In addition to rotational grazing, the farmers used supplemental fodder consisting of self-produced or purchased hay, purchased minerals, and concentrates. The decision to produce hay on the farm is more of a long-term investment strategy, likely driven by the expectation of recurring droughts or other climatic factors. Conversely, the purchase of fodder is a more short-term compensatory practice aimed at mitigating the need to downsize herds or improving body condition before the market. In the context of the severe drought conditions in 2019, six of the farmers interviewed started using self-produced or purchased bush fodder; however, only two farmers continued this practice beyond 2019. The main problems associated with livestock husbandry were the long-term effects of drought, bush encroachment, low cattle prices, and fodder quality. Further problems mentioned were cattle rustling, predator invasion, and lack of water for livestock.

3.1.2. Short-Term Risk Coping Strategies and Long-Term Risk Mitigation Strategies of Farmers

The interview results revealed that the farmers had different strategies to improve rangeland conditions and their livelihoods and/or to respond to external shocks, such as drought events, and desertification.

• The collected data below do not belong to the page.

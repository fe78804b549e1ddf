//! Shared types for the second-opinion backend and its HTTP clients.

use chrono::{DateTime, Utc};
use serde::{Deserialize, Serialize};

// =====================================================
// Domain Types
// =====================================================

/// A single stored medical note.
///
/// Notes are append-only: once written, `details` and `created_at` never change.
#[derive(Debug, Clone, PartialEq, Eq, Serialize, Deserialize)]
pub struct MedicalDetail {
    pub id: i64,
    pub details: String,
    pub created_at: DateTime<Utc>,
}

// =====================================================
// Form Types
// =====================================================

/// `POST /medical-details`
#[derive(Debug, Default, Serialize, Deserialize)]
pub struct CreateDetailForm {
    #[serde(default)]
    pub details: Option<String>,
}

/// `POST /delete-detail`
///
/// The id arrives as raw form text so a missing or malformed value can be
/// reported in the response body instead of failing extraction.
#[derive(Debug, Default, Serialize, Deserialize)]
pub struct DeleteDetailForm {
    #[serde(default)]
    pub id: Option<String>,
}

// =====================================================
// Response Types
// =====================================================

#[derive(Debug, Serialize, Deserialize)]
pub struct CreateDetailResponse {
    pub ok: bool,
    #[serde(skip_serializing_if = "Option::is_none")]
    pub detail: Option<MedicalDetail>,
    #[serde(skip_serializing_if = "Option::is_none")]
    pub error: Option<String>,
}

impl CreateDetailResponse {
    pub fn ok(detail: MedicalDetail) -> Self {
        Self {
            ok: true,
            detail: Some(detail),
            error: None,
        }
    }

    pub fn err(msg: impl Into<String>) -> Self {
        Self {
            ok: false,
            detail: None,
            error: Some(msg.into()),
        }
    }
}

#[derive(Debug, Serialize, Deserialize)]
pub struct DeleteDetailResponse {
    pub ok: bool,
    /// Whether a row was actually removed. Deleting an unknown id is still `ok`.
    #[serde(skip_serializing_if = "Option::is_none")]
    pub deleted: Option<bool>,
    #[serde(skip_serializing_if = "Option::is_none")]
    pub error: Option<String>,
}

impl DeleteDetailResponse {
    pub fn ok(deleted: bool) -> Self {
        Self {
            ok: true,
            deleted: Some(deleted),
            error: None,
        }
    }

    pub fn err(msg: impl Into<String>) -> Self {
        Self {
            ok: false,
            deleted: None,
            error: Some(msg.into()),
        }
    }
}

#[derive(Debug, Serialize, Deserialize)]
pub struct ListDetailsResponse {
    pub ok: bool,
    #[serde(default)]
    pub details: Vec<MedicalDetail>,
}

/// Generic failure body used when an action fails outside its own response shape.
#[derive(Debug, Serialize, Deserialize)]
pub struct ErrorResponse {
    pub ok: bool,
    pub error: String,
}

impl ErrorResponse {
    pub fn new(msg: impl Into<String>) -> Self {
        Self {
            ok: false,
            error: msg.into(),
        }
    }
}

#[cfg(test)]
mod tests {
    use super::*;

    #[test]
    fn test_delete_response_omits_empty_fields() {
        let json = serde_json::to_value(DeleteDetailResponse::err("No id provided")).unwrap();
        assert_eq!(json, serde_json::json!({ "ok": false, "error": "No id provided" }));

        let json = serde_json::to_value(DeleteDetailResponse::ok(false)).unwrap();
        assert_eq!(json, serde_json::json!({ "ok": true, "deleted": false }));
    }

    #[test]
    fn test_forms_tolerate_missing_fields() {
        let form: DeleteDetailForm = serde_json::from_str("{}").unwrap();
        assert!(form.id.is_none());

        let form: CreateDetailForm = serde_json::from_str(r#"{"details":"fever"}"#).unwrap();
        assert_eq!(form.details.as_deref(), Some("fever"));
    }
}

We grouped these strategies into short-term risk coping strategies, often applied as an immediate response to drought, and long-term risk mitigation strategies in response to dwindling fodder resources due to desertification (Figure 2). The latter could improve rangeland conditions in the long term as reported by farmers.

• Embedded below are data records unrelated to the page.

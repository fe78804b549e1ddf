//! SQLite handle shared by the whole process.
//!
//! Opened once at start-up and passed around as `Arc<Database>`. Each query
//! checks a connection out of an r2d2 pool; SQLite itself serializes writers.

use r2d2_sqlite::SqliteConnectionManager;
use std::path::Path;
use std::time::Duration;

use crate::error::StoreError;

pub type DbPool = r2d2::Pool<SqliteConnectionManager>;
pub type DbConn = r2d2::PooledConnection<SqliteConnectionManager>;

const BUSY_TIMEOUT: Duration = Duration::from_secs(5);

const SCHEMA: &str = "
    CREATE TABLE IF NOT EXISTS medical_details (
        id INTEGER PRIMARY KEY AUTOINCREMENT,
        details TEXT NOT NULL,
        created_at TEXT NOT NULL
    );
    CREATE INDEX IF NOT EXISTS idx_medical_details_created_at
        ON medical_details (created_at, id);
";

pub struct Database {
    pool: DbPool,
}

impl Database {
    /// Open (or create) the database file and apply the schema.
    pub fn open(path: &Path) -> Result<Self, StoreError> {
        if let Some(parent) = path.parent() {
            if !parent.as_os_str().is_empty() {
                std::fs::create_dir_all(parent)?;
            }
        }

        let manager = SqliteConnectionManager::file(path)
            .with_init(|conn| conn.busy_timeout(BUSY_TIMEOUT));
        let pool = r2d2::Pool::builder().build(manager)?;

        Self::init(pool)
    }

    /// Private in-memory database. Limited to one connection, since every
    /// `:memory:` connection would otherwise see its own empty database.
    pub fn open_in_memory() -> Result<Self, StoreError> {
        let manager = SqliteConnectionManager::memory();
        let pool = r2d2::Pool::builder().max_size(1).build(manager)?;

        Self::init(pool)
    }

    fn init(pool: DbPool) -> Result<Self, StoreError> {
        let db = Self { pool };
        db.conn()?.execute_batch(SCHEMA)?;
        log::info!("[STORE] Schema ready");
        Ok(db)
    }

    /// Check a connection out of the pool
    pub fn conn(&self) -> Result<DbConn, StoreError> {
        Ok(self.pool.get()?)
    }
}

#[cfg(test)]
mod tests {
    use super::*;
    use tempfile::tempdir;

    #[test]
    fn test_open_creates_parent_dirs_and_is_reopenable() {
        let dir = tempdir().unwrap();
        let path = dir.path().join("nested").join("notes.db");

        {
            let db = Database::open(&path).expect("Failed to open database");
            db.add_medical_detail("persisted across restarts").unwrap();
        }
        assert!(path.exists());

        let db = Database::open(&path).expect("Failed to reopen database");
        let details = db.list_medical_details().unwrap();
        assert_eq!(details.len(), 1);
        assert_eq!(details[0].details, "persisted across restarts");
    }
}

Short-term risk coping strategies included the adaption of camp rotation, using supplementary fodder to compensate for severe fodder shortages (i.e., minerals, lucerne pellets, and bush fodder), reducing the number of livestock and game, and using drought reserve camps that have also been utilized in other regions of Namibia [46,47]. The farmers often applied these strategies in successive stages during the droughts, depending on the severity and duration, in order to maintain their farming activities and to avoid over-exploitation of their rangelands. Camp rotation was adapted to longer grazing periods per camp, and gates between the camps were opened, if required, to allow cattle to roam freely.

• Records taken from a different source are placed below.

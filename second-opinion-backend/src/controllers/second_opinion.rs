//! Streamed second opinion over the current notes.
//!
//! Fragments are written to a chunked `text/plain` body as they arrive. If
//! generation fails before anything was sent, the request fails with a JSON
//! error instead; a failure mid-stream aborts the body.

use actix_web::http::header;
use actix_web::{web, HttpResponse};
use bytes::Bytes;
use futures_util::StreamExt;

use crate::error::RelayError;
use crate::AppState;

pub fn config(cfg: &mut web::ServiceConfig) {
    cfg.service(web::resource("/second-opinion").route(web::post().to(second_opinion)));
}

async fn second_opinion(state: web::Data<AppState>) -> Result<HttpResponse, RelayError> {
    let stream = state.relay.generate_opinion().await.map_err(|e| {
        log::error!("Second opinion failed before streaming: {}", e);
        e
    })?;

    let body = stream.map(|item| match item {
        Ok(fragment) => Ok(Bytes::from(fragment)),
        Err(e) => {
            log::error!("Second opinion stream aborted: {}", e);
            Err(e)
        }
    });

    Ok(HttpResponse::Ok()
        .content_type("text/plain; charset=utf-8")
        .insert_header((header::CACHE_CONTROL, "no-cache"))
        .insert_header(("X-Accel-Buffering", "no"))
        .streaming(body))
}
use actix_cors::Cors;
use actix_web::{middleware::Logger, web, App, HttpServer};
use dotenv::dotenv;
use std::sync::Arc;
use std::time::Instant;
use tokio_util::sync::CancellationToken;

mod config;
mod controllers;
mod db;
mod error;
mod llm;
mod relay;

#[cfg(test)]
mod test_utils;

use config::Config;
use db::Database;
use llm::OpenAiCompatClient;
use relay::OpinionRelay;

pub struct AppState {
    pub db: Arc<Database>,
    pub relay: Arc<OpinionRelay>,
    pub config: Config,
    /// Server start time for uptime calculation
    pub started_at: Instant,
}

#[actix_web::main]
async fn main() -> std::io::Result<()> {
    dotenv().ok();
    env_logger::init();

    let config = Config::from_env();
    log::info!(
        "Starting second-opinion backend on {}:{}",
        config.bind_address,
        config.port
    );

    log::info!("Opening database at {}", config.db_path.display());
    let db = Arc::new(Database::open(&config.db_path).map_err(std::io::Error::other)?);

    let generator = OpenAiCompatClient::new(&config.llm).map_err(std::io::Error::other)?;
    log::info!(
        "Using inference endpoint {} (model: {})",
        config.llm.base_url,
        config.llm.model
    );

    // Root of every relay's cancellation token
    let shutdown = CancellationToken::new();
    let relay = Arc::new(OpinionRelay::new(
        Arc::clone(&db),
        Arc::new(generator),
        shutdown.clone(),
    ));
    let started_at = Instant::now();

    let bind = (config.bind_address.clone(), config.port);
    let app_config = config.clone();

    let server = HttpServer::new(move || {
        let cors = Cors::default()
            .allow_any_origin()
            .allow_any_method()
            .allow_any_header()
            .max_age(3600);

        App::new()
            .app_data(web::Data::new(AppState {
                db: Arc::clone(&db),
                relay: Arc::clone(&relay),
                config: app_config.clone(),
                started_at,
            }))
            .wrap(Logger::default())
            .wrap(cors)
            .configure(controllers::health::config_routes)
            .configure(controllers::medical_details::config)
            .configure(controllers::second_opinion::config)
    })
    .bind(bind)?
    .run();

    // Get server handle for graceful shutdown
    let server_handle = server.handle();

    tokio::spawn(async move {
        if let Err(e) = tokio::signal::ctrl_c().await {
            log::error!("Failed to listen for Ctrl+C: {}", e);
            return;
        }
        log::info!("Received Ctrl+C, shutting down...");

        // End in-flight second opinions before the workers stop
        shutdown.cancel();

        log::info!("Stopping HTTP server...");
        let server_stop = server_handle.stop(true);
        if tokio::time::timeout(std::time::Duration::from_secs(5), server_stop).await.is_err() {
            log::warn!("Timeout waiting for HTTP server to stop, forcing exit...");
        }

        log::info!("Shutdown complete");
    });

    server.await
}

Severe droughts often required a reduction in livestock and game (i.e., live or meat sales) and the investment in supplementary fodder to reduce grazing pressure. During the severe drought of 2019, some farmers (n = 6) used bushes as supplementary fodder: half of them by producing it themselves by mechanically debushing their rangelands and the other half by purchasing it. After the severe drought, farmers either continued to produce their own bush fodder or bought supplementary fodder if resources were still insufficient. A total of 88% of the farmers surveyed believed that maintaining grazing pressure during and after droughts would lead to rangeland degradation in the form of bush encroachment and loss of perennial grasses. These farmers, therefore, adjusted their stocking rates during these periods. Such strategies in response to drought events tended to be reactive or adaptive in nature, leading to short-term improvements but lacking crucial long-lasting improvements. The analysis of the local knowledge of farmers in the Waterberg region about the causes and effects of desertification confirms this finding [14]: farmers pointed out the inefficiency of such short-term strategies and the need for long-term strategies, which are, however, difficult to implement due to higher investment risks.
Long-term risk mitigation strategies applied by the interviewed farmers included income diversification and restoration measures to improve rangeland conditions, such as bush control, soil restoration measures including grass reseeding and the construction of water dams to increase water infiltration, holistic rangeland management, and fire management to improve rangeland conditions and fodder availability. In holistic management, the livestock are managed in a way that is intended to emulate the behaviors of ancient wild herds, while a further difference to traditional rotational grazing is the consideration of other factors, such as soil health, water management, and biodiversity, to improve the overall ecosystem health [48].
To secure income more effectively in the long term, most of the interviewed farmers had diversified their on-farm income activities over the past few decades with some of them even adopting off-farm income activities. These acted as an additional insurance buffer and facilitated investment in farm management. Altogether, 13 of the 17 farms had diversified their income, with 11 of them generating at least 30% of their income from off-farm (service jobs and trade) and/or on-farm activities other than livestock husbandry: safari and hunting tourism, the sale of live game and game meat, crop production, and charcoal production. Two of the farms surveyed had totally given up cattle farming in the 1990s and switched to game farming (including the raising and hunting of game) and safari tourism. In addition, livestock production as a source of income was found to have changed in recent decades as the farmers shifted from meat sales to live cattle sales and speculative activities due to unfavorable market conditions.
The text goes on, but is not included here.